- The task -
Return exactly the lines of the records below, starting at the line that contains "filename src/lib.rs" and ending at the line that contains "repository 205c0a41180cedc8", with both of those lines kept.
┄┄┄┄┄┄
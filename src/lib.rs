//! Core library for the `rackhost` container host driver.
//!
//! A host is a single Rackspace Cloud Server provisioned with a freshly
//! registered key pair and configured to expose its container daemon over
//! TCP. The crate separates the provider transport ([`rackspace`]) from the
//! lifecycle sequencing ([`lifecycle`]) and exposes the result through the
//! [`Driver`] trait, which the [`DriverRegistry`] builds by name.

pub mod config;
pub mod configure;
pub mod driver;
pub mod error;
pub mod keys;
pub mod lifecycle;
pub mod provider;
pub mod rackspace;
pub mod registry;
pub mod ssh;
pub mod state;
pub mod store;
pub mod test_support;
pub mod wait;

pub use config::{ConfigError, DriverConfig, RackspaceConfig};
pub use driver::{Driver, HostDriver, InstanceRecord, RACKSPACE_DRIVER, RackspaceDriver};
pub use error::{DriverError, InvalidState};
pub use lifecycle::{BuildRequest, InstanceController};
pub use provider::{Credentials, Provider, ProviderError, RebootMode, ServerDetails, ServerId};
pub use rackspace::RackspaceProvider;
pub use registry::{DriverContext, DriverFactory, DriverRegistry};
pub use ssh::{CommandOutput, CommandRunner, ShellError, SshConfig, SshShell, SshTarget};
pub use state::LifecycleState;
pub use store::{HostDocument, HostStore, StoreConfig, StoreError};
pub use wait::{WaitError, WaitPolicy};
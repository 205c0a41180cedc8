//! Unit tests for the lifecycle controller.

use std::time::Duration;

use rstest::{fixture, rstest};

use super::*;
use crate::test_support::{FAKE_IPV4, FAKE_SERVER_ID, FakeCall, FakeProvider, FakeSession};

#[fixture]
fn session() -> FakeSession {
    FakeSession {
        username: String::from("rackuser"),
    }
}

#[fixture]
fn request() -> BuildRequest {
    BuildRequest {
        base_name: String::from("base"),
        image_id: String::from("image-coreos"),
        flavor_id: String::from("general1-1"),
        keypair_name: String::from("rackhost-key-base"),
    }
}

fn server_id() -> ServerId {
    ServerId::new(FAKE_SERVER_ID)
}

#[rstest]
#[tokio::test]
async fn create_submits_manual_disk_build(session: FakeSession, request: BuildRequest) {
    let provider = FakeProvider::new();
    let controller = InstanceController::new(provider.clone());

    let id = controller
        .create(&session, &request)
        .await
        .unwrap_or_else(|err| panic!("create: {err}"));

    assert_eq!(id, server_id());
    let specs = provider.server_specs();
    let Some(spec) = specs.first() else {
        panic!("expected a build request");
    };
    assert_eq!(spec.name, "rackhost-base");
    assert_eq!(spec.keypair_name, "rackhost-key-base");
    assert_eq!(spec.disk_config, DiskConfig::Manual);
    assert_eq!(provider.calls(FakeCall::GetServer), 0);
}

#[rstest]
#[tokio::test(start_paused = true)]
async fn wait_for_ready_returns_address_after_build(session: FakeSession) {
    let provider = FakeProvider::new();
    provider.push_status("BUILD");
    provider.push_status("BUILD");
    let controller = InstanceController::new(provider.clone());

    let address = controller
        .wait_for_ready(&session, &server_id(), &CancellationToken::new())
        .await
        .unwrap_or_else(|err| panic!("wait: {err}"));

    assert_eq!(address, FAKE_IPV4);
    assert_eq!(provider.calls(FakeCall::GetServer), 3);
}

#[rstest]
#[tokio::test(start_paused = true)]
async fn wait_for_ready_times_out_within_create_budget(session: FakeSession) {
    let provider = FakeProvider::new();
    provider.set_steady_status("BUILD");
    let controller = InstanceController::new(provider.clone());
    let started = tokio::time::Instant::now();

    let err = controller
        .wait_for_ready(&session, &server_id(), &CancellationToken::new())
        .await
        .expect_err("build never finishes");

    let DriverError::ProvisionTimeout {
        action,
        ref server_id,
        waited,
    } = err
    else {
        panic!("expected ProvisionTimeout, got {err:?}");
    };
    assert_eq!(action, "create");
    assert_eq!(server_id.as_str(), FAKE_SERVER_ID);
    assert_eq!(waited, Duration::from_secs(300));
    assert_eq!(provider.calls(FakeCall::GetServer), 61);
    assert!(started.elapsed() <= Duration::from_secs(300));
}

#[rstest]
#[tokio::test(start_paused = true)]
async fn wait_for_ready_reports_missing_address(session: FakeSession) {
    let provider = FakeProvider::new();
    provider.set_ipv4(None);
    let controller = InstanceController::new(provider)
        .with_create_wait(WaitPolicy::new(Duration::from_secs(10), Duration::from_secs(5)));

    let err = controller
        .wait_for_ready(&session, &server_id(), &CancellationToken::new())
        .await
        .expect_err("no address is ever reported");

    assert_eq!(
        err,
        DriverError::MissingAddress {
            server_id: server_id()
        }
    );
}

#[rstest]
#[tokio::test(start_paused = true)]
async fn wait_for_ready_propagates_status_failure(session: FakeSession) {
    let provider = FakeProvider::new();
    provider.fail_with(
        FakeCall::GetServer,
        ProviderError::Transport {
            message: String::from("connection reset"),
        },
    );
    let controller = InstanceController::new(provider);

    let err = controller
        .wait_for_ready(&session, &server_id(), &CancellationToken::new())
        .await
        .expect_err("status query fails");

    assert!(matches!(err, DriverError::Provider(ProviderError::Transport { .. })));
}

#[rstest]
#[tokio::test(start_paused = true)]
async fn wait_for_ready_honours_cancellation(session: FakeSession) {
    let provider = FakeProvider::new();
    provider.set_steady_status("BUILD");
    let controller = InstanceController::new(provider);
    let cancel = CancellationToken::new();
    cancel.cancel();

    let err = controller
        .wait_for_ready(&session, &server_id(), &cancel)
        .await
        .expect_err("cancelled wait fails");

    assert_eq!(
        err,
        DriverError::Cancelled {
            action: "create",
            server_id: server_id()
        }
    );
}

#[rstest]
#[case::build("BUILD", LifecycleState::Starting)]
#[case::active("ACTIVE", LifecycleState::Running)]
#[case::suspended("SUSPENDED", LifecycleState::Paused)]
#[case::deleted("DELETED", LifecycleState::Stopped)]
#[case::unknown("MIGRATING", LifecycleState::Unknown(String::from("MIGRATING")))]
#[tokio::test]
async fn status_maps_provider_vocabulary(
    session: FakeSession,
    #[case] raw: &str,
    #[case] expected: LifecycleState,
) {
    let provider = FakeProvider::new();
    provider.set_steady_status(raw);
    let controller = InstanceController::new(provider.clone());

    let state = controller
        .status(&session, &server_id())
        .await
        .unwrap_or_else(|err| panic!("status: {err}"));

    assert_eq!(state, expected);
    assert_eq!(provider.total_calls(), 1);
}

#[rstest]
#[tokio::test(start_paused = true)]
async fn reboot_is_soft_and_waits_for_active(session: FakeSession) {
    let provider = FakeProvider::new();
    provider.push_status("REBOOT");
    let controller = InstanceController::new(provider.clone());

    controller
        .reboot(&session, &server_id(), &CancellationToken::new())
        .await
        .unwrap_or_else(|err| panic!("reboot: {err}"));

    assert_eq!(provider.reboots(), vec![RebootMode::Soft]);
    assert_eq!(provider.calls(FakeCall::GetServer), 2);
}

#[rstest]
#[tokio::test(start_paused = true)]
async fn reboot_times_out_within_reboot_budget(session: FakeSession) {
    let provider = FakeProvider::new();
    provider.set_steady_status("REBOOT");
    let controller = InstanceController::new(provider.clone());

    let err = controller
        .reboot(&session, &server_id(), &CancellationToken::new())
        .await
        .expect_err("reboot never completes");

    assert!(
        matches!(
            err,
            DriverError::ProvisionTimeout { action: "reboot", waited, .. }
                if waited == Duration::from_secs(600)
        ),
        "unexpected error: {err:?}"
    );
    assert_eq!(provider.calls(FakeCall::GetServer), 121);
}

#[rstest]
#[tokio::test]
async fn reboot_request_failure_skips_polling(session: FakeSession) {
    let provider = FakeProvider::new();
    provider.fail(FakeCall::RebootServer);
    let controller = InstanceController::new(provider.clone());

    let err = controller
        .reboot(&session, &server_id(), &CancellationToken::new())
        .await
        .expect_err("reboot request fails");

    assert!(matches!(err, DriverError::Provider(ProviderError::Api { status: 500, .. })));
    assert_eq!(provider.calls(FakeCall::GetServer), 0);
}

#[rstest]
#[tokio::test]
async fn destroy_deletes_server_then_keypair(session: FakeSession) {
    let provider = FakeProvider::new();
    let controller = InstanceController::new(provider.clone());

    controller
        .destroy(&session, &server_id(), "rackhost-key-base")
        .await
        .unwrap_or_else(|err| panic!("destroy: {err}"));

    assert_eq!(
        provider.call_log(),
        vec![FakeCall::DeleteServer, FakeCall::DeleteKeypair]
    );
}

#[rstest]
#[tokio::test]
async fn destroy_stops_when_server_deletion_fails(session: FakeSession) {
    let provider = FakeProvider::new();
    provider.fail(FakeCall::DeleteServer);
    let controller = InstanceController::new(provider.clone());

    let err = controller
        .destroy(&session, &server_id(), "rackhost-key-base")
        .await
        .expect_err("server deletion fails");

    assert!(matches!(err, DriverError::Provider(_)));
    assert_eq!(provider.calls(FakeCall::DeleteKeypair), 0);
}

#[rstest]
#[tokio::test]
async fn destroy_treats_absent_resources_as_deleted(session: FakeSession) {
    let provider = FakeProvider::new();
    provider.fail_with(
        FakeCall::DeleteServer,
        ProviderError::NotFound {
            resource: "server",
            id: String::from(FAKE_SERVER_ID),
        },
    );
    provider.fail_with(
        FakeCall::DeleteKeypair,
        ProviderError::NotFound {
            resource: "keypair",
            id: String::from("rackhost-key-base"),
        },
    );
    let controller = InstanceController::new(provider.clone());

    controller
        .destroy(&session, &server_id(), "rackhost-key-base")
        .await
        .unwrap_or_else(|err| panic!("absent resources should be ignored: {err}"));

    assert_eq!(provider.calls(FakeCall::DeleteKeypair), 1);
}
┄┄┄┄┄┄
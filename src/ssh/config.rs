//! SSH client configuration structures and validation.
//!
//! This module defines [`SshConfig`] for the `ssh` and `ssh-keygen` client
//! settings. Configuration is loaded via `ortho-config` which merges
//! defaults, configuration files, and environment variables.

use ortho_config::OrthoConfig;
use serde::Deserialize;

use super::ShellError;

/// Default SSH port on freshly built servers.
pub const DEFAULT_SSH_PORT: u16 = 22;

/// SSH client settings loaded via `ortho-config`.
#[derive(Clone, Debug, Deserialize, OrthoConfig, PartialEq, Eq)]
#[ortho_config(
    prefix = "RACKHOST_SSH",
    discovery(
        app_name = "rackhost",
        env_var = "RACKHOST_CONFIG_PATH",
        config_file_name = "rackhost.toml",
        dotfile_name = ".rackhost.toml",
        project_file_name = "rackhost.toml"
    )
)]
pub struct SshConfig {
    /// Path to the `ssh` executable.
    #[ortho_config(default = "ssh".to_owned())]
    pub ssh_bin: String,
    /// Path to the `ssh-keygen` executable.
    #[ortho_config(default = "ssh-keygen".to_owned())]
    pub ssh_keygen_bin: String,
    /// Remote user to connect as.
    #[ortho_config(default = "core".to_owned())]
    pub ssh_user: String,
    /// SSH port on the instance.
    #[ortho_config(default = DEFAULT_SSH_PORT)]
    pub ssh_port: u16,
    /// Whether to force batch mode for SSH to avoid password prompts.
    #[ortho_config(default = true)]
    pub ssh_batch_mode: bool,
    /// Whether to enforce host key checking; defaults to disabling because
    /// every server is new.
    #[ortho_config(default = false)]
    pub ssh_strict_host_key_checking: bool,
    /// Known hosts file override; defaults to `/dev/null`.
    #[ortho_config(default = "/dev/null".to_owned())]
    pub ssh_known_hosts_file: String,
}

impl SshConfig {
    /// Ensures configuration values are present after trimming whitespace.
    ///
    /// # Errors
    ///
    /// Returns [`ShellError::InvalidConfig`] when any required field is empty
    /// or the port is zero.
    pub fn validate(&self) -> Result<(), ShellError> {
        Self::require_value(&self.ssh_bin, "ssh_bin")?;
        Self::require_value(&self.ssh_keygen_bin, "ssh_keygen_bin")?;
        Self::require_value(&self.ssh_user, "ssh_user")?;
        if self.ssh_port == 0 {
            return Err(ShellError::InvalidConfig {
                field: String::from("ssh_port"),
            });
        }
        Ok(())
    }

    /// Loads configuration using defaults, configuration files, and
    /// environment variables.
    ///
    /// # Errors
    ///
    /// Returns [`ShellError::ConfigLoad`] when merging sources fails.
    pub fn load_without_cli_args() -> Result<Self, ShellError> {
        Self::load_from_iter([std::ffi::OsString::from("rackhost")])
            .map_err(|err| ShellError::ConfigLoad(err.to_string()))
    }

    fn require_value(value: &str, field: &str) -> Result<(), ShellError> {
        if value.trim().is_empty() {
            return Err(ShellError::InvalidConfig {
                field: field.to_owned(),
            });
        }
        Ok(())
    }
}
┄┄┄┄┄┄
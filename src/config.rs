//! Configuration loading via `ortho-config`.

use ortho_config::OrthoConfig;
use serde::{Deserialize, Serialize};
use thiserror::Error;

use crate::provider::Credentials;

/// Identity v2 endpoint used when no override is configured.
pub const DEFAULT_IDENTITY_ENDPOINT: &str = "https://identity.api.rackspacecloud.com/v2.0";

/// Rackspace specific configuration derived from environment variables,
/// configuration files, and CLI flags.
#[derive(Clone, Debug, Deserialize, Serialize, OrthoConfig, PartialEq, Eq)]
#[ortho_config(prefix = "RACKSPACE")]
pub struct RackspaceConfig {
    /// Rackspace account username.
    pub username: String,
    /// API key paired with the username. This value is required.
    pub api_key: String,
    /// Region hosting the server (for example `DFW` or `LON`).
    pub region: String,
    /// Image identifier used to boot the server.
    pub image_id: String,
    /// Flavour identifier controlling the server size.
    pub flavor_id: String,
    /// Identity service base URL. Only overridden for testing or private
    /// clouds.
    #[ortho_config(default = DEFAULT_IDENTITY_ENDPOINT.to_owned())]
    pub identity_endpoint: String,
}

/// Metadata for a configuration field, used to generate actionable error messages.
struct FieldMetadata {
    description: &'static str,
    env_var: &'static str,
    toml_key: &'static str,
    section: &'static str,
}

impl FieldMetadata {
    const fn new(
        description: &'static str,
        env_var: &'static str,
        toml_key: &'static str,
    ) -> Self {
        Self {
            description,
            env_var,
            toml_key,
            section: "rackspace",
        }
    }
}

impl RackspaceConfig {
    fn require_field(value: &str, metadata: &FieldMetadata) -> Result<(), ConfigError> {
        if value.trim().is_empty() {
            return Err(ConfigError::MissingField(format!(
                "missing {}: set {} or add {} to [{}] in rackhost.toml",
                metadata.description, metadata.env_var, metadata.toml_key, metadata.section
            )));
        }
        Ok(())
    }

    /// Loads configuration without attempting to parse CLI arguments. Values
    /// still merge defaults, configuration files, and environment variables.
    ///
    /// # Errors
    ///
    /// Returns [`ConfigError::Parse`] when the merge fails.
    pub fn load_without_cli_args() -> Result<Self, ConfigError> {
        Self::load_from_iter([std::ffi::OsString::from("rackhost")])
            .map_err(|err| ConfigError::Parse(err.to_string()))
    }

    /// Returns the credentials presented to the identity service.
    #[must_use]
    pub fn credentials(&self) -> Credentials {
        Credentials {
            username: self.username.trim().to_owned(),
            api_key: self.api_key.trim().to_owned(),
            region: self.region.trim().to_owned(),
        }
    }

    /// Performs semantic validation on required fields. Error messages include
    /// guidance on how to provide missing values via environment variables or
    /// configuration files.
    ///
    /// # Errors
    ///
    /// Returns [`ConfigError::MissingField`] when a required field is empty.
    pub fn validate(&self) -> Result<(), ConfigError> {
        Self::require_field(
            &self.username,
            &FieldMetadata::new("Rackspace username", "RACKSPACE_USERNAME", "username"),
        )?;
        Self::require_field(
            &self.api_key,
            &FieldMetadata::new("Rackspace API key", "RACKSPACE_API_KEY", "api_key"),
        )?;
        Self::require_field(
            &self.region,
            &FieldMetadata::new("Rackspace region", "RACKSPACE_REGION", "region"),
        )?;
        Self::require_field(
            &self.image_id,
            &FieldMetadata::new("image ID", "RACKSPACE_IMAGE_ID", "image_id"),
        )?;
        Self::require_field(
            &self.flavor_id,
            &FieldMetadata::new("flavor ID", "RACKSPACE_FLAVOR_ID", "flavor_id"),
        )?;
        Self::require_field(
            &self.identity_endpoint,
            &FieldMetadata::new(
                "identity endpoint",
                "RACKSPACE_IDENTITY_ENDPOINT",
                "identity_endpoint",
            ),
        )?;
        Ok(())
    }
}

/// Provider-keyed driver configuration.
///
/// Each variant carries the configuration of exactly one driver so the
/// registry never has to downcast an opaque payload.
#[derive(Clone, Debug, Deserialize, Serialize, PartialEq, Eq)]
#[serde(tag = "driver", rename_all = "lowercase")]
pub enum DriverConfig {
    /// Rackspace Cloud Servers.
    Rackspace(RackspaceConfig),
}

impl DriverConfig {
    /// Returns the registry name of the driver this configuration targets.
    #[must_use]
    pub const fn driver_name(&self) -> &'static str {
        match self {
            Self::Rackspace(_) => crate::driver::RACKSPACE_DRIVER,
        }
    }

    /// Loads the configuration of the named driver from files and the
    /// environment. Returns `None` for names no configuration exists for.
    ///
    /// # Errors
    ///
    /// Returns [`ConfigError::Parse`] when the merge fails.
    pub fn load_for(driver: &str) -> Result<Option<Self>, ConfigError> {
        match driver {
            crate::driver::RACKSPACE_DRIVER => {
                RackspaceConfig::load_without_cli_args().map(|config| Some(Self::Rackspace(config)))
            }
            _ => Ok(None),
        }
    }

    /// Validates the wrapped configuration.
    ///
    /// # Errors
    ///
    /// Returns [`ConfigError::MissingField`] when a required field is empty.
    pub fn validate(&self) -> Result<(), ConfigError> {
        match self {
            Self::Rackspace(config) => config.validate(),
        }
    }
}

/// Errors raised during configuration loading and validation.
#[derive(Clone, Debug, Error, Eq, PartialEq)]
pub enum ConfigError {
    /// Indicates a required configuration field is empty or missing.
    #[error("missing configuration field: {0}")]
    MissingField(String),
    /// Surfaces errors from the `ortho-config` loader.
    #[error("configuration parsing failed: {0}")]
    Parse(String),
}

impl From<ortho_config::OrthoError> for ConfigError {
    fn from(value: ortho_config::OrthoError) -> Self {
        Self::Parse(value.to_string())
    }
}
┄┄┄┄┄┄
- Answer box -
filename src/lib.rs
//! Core library for the `rackhost` container host driver.
//!
//! A host is a single Rackspace Cloud Server provisioned with a freshly
//! registered key pair and configured to expose its container daemon over
//! TCP. The crate separates the provider transport ([`rackspace`]) from the
//! lifecycle sequencing ([`lifecycle`]) and exposes the result through the
//! [`Driver`] trait, which the [`DriverRegistry`] builds by name.

pub mod config;
pub mod configure;
pub mod driver;
pub mod error;
pub mod keys;
pub mod lifecycle;
pub mod provider;
pub mod rackspace;
pub mod registry;
pub mod ssh;
pub mod state;
pub mod store;
pub mod test_support;
pub mod wait;

pub use config::{ConfigError, DriverConfig, RackspaceConfig};
pub use driver::{Driver, HostDriver, InstanceRecord, RACKSPACE_DRIVER, RackspaceDriver};
pub use error::{DriverError, InvalidState};
pub use lifecycle::{BuildRequest, InstanceController};
pub use provider::{Credentials, Provider, ProviderError, RebootMode, ServerDetails, ServerId};
pub use rackspace::RackspaceProvider;
pub use registry::{DriverContext, DriverFactory, DriverRegistry};
pub use ssh::{CommandOutput, CommandRunner, ShellError, SshConfig, SshShell, SshTarget};
pub use state::LifecycleState;
pub use store::{HostDocument, HostStore, StoreConfig, StoreError};
pub use wait::{WaitError, WaitPolicy};
repository 205c0a41180cedc8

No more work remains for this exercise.